■ **Your instructions**:
Once you find a line containing the word "usize" in the entries below, copy it.

::: Information supplied

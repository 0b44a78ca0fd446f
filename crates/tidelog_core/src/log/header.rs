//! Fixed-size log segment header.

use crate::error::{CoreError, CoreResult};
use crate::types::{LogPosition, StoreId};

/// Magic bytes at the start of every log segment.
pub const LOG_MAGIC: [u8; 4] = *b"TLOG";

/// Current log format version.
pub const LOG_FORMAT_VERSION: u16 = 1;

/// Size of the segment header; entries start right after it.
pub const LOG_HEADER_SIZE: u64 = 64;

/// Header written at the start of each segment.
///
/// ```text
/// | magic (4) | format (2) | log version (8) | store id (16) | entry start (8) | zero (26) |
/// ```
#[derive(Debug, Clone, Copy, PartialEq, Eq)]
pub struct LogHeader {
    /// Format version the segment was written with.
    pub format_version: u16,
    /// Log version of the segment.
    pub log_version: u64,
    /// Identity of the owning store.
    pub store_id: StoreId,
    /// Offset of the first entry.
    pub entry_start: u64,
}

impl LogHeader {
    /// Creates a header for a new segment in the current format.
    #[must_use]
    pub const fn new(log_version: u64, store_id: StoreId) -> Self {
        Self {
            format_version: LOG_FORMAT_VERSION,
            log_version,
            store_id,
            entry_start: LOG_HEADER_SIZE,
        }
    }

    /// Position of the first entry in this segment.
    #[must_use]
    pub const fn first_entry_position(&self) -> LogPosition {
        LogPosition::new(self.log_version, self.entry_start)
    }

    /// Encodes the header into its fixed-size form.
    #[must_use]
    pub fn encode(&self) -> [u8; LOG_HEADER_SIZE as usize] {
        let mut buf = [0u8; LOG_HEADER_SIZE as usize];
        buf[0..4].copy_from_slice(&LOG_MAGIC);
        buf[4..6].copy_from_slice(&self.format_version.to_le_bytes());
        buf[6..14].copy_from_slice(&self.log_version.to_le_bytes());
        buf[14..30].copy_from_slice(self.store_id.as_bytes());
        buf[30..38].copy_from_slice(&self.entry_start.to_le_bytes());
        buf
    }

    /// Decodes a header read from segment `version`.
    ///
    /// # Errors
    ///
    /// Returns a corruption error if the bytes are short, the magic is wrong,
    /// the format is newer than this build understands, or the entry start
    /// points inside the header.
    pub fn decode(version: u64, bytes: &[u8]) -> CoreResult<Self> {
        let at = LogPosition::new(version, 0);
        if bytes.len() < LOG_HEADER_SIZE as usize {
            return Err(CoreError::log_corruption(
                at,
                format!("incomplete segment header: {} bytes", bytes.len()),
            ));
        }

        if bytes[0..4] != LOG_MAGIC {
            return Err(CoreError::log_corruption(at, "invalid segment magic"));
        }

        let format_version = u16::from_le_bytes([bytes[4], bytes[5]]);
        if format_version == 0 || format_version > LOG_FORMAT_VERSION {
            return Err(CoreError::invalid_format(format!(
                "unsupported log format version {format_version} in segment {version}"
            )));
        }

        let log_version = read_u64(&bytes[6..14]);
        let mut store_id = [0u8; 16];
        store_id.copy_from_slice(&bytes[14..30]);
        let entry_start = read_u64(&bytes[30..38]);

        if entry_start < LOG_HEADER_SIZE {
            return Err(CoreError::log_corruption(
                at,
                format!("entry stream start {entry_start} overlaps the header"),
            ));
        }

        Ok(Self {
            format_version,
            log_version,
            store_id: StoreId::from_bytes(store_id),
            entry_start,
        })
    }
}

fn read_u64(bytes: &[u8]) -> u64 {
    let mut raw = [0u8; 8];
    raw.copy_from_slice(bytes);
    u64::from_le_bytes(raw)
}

::::::

■ **Reply**:
    pub fn encode(&self) -> [u8; LOG_HEADER_SIZE as usize] {
        let mut buf = [0u8; LOG_HEADER_SIZE as usize];
        if bytes.len() < LOG_HEADER_SIZE as usize {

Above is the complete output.